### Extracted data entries
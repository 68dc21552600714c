//! Planar geometric primitives
//!
//! [`Point2D`] and [`Pose2D`] are plain `Copy` values in a local planar frame.
//! Both support rigid-body composition against a pose:
//!
//! - `absolute(frame)` takes a value expressed in `frame`'s local coordinates
//!   and returns it in the global frame
//! - `relative(frame)` is the inverse, expressing a global value in `frame`
//!
//! Headings are kept exactly as composed; they are never wrapped into
//! `[-π, π]`. Equality is exact floating-point comparison.

use serde::{Deserialize, Serialize};
use std::fmt;
use std::ops::{Add, Sub};

/// A position (x, y)
#[derive(Debug, Clone, Copy, Default, PartialEq, Serialize, Deserialize)]
pub struct Point2D {
    pub x: f64,
    pub y: f64,
}

impl Point2D {
    pub const fn new(x: f64, y: f64) -> Self {
        Self { x, y }
    }

    pub const fn origin() -> Self {
        Self::new(0.0, 0.0)
    }

    /// Point at distance `range` along direction `bearing`
    pub fn from_polar(bearing: f64, range: f64) -> Self {
        Self::new(bearing.cos() * range, bearing.sin() * range)
    }

    /// Euclidean distance from the frame origin
    pub fn norm(&self) -> f64 {
        self.x.hypot(self.y)
    }

    /// Direction of the point seen from the frame origin
    pub fn bearing(&self) -> f64 {
        self.y.atan2(self.x)
    }

    pub fn distance(&self, other: &Point2D) -> f64 {
        (*self - *other).norm()
    }

    pub fn is_finite(&self) -> bool {
        self.x.is_finite() && self.y.is_finite()
    }

    /// Express this global point in the local frame of `pose`.
    pub fn relative(&self, pose: &Pose2D) -> Point2D {
        let dx = self.x - pose.x;
        let dy = self.y - pose.y;
        let (s, c) = pose.theta.sin_cos();
        Point2D::new(c * dx + s * dy, -s * dx + c * dy)
    }

    /// Express this point, given in the local frame of `pose`, globally.
    pub fn absolute(&self, pose: &Pose2D) -> Point2D {
        let (s, c) = pose.theta.sin_cos();
        Point2D::new(
            c * self.x - s * self.y + pose.x,
            s * self.x + c * self.y + pose.y,
        )
    }
}

impl Add for Point2D {
    type Output = Point2D;

    fn add(self, rhs: Point2D) -> Point2D {
        Point2D::new(self.x + rhs.x, self.y + rhs.y)
    }
}

impl Sub for Point2D {
    type Output = Point2D;

    fn sub(self, rhs: Point2D) -> Point2D {
        Point2D::new(self.x - rhs.x, self.y - rhs.y)
    }
}

impl fmt::Display for Point2D {
    fn fmt(&self, f: &mut fmt::Formatter<'_>) -> fmt::Result {
        write!(f, "({:.3}, {:.3})", self.x, self.y)
    }
}

/// A robot pose (x, y, theta), theta in radians
#[derive(Debug, Clone, Copy, Default, PartialEq, Serialize, Deserialize)]
pub struct Pose2D {
    pub x: f64,
    pub y: f64,
    pub theta: f64,
}

impl Pose2D {
    pub const fn new(x: f64, y: f64, theta: f64) -> Self {
        Self { x, y, theta }
    }

    pub const fn origin() -> Self {
        Self::new(0.0, 0.0, 0.0)
    }

    pub fn position(&self) -> Point2D {
        Point2D::new(self.x, self.y)
    }

    /// Length of the translational part
    pub fn translation_norm(&self) -> f64 {
        self.x.hypot(self.y)
    }

    pub fn is_finite(&self) -> bool {
        self.x.is_finite() && self.y.is_finite() && self.theta.is_finite()
    }

    /// Express this global pose in the local frame of `other`.
    pub fn relative(&self, other: &Pose2D) -> Pose2D {
        let local = self.position().relative(other);
        Pose2D::new(local.x, local.y, self.theta - other.theta)
    }

    /// Express this pose, given in the local frame of `other`, globally.
    pub fn absolute(&self, other: &Pose2D) -> Pose2D {
        let global = self.position().absolute(other);
        Pose2D::new(global.x, global.y, other.theta + self.theta)
    }
}

/// Component-wise difference, heading included and left unwrapped
impl Sub for Pose2D {
    type Output = Pose2D;

    fn sub(self, rhs: Pose2D) -> Pose2D {
        Pose2D::new(self.x - rhs.x, self.y - rhs.y, self.theta - rhs.theta)
    }
}

impl fmt::Display for Pose2D {
    fn fmt(&self, f: &mut fmt::Formatter<'_>) -> fmt::Result {
        write!(
            f,
            "({:.3}, {:.3}, {:.1}°)",
            self.x,
            self.y,
            self.theta.to_degrees()
        )
    }
}

#[cfg(test)]
mod tests {
    use super::*;
    use approx::assert_abs_diff_eq;
    use quickcheck_macros::quickcheck;
    use std::f64::consts::FRAC_PI_2;

    /// Centimetre grid over ±327 m
    fn metres(v: i16) -> f64 {
        f64::from(v) / 100.0
    }

    /// Milliradian grid over ±32 rad, beyond a single turn on purpose
    fn radians(v: i16) -> f64 {
        f64::from(v) / 1000.0
    }

    fn pose(v: (i16, i16, i16)) -> Pose2D {
        Pose2D::new(metres(v.0), metres(v.1), radians(v.2))
    }

    #[test]
    fn test_point_absolute_rotates_then_translates() {
        let pose = Pose2D::new(5.0, 3.0, FRAC_PI_2);
        let p = Point2D::new(1.0, 0.0).absolute(&pose);
        assert_abs_diff_eq!(p.x, 5.0, epsilon = 1e-12);
        assert_abs_diff_eq!(p.y, 4.0, epsilon = 1e-12);
    }

    #[test]
    fn test_pose_composition() {
        let a = Pose2D::new(5.0, 3.0, FRAC_PI_2);
        let b = Pose2D::new(8.0, 1.0, 0.0);

        let b_in_a = b.relative(&a);
        assert_abs_diff_eq!(b_in_a.x, -2.0, epsilon = 1e-12);
        assert_abs_diff_eq!(b_in_a.y, -3.0, epsilon = 1e-12);
        assert_abs_diff_eq!(b_in_a.theta, -FRAC_PI_2, epsilon = 1e-12);

        let back = b_in_a.absolute(&a);
        assert_abs_diff_eq!(back.x, b.x, epsilon = 1e-12);
        assert_abs_diff_eq!(back.y, b.y, epsilon = 1e-12);
        assert_abs_diff_eq!(back.theta, b.theta, epsilon = 1e-12);
    }

    #[test]
    fn test_heading_is_not_wrapped() {
        let step = Pose2D::new(0.0, 0.0, 3.0);
        let mut pose = Pose2D::origin();
        for _ in 0..4 {
            pose = step.absolute(&pose);
        }
        assert_eq!(pose.theta, 12.0);
    }

    #[test]
    fn test_polar() {
        let p = Point2D::from_polar(FRAC_PI_2, 2.0);
        assert_abs_diff_eq!(p.x, 0.0, epsilon = 1e-12);
        assert_abs_diff_eq!(p.y, 2.0, epsilon = 1e-12);
        assert_abs_diff_eq!(p.bearing(), FRAC_PI_2, epsilon = 1e-12);
        assert_abs_diff_eq!(p.norm(), 2.0, epsilon = 1e-12);
    }

    #[quickcheck]
    fn prop_pose_relative_absolute_inverse(b: (i16, i16, i16), a: (i16, i16, i16)) -> bool {
        let a = pose(a);
        let b = pose(b);
        let back = b.relative(&a).absolute(&a);

        let tol = 1e-9 * (1.0 + a.translation_norm() + b.translation_norm());
        (back.x - b.x).abs() < tol
            && (back.y - b.y).abs() < tol
            && (back.theta - b.theta).abs() < 1e-12 * (1.0 + a.theta.abs() + b.theta.abs())
    }

    #[quickcheck]
    fn prop_point_relative_absolute_inverse(p: (i16, i16), a: (i16, i16, i16)) -> bool {
        let a = pose(a);
        let p = Point2D::new(metres(p.0), metres(p.1));
        let back = p.relative(&a).absolute(&a);

        back.distance(&p) < 1e-9 * (1.0 + a.translation_norm() + p.norm())
    }

    #[test]
    fn test_inverse_law_on_grid() {
        let samples = [
            Pose2D::new(0.0, 0.0, 0.0),
            Pose2D::new(-250.5, 13.25, 7.0),
            Pose2D::new(3.0, -4.0, -FRAC_PI_2),
            Pose2D::new(1e-3, 1e3, 30.0),
        ];
        for a in &samples {
            for b in &samples {
                let back = b.relative(a).absolute(a);
                assert_abs_diff_eq!(back.x, b.x, epsilon = 1e-9);
                assert_abs_diff_eq!(back.y, b.y, epsilon = 1e-9);
                assert_abs_diff_eq!(back.theta, b.theta, epsilon = 1e-12);
            }
        }
    }
}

### Your assignment
If a line in the records contains "radians", report it.

### Written response
/// A robot pose (x, y, theta), theta in radians
    fn radians(v: i16) -> f64 {
        Pose2D::new(metres(v.0), metres(v.1), radians(v.2))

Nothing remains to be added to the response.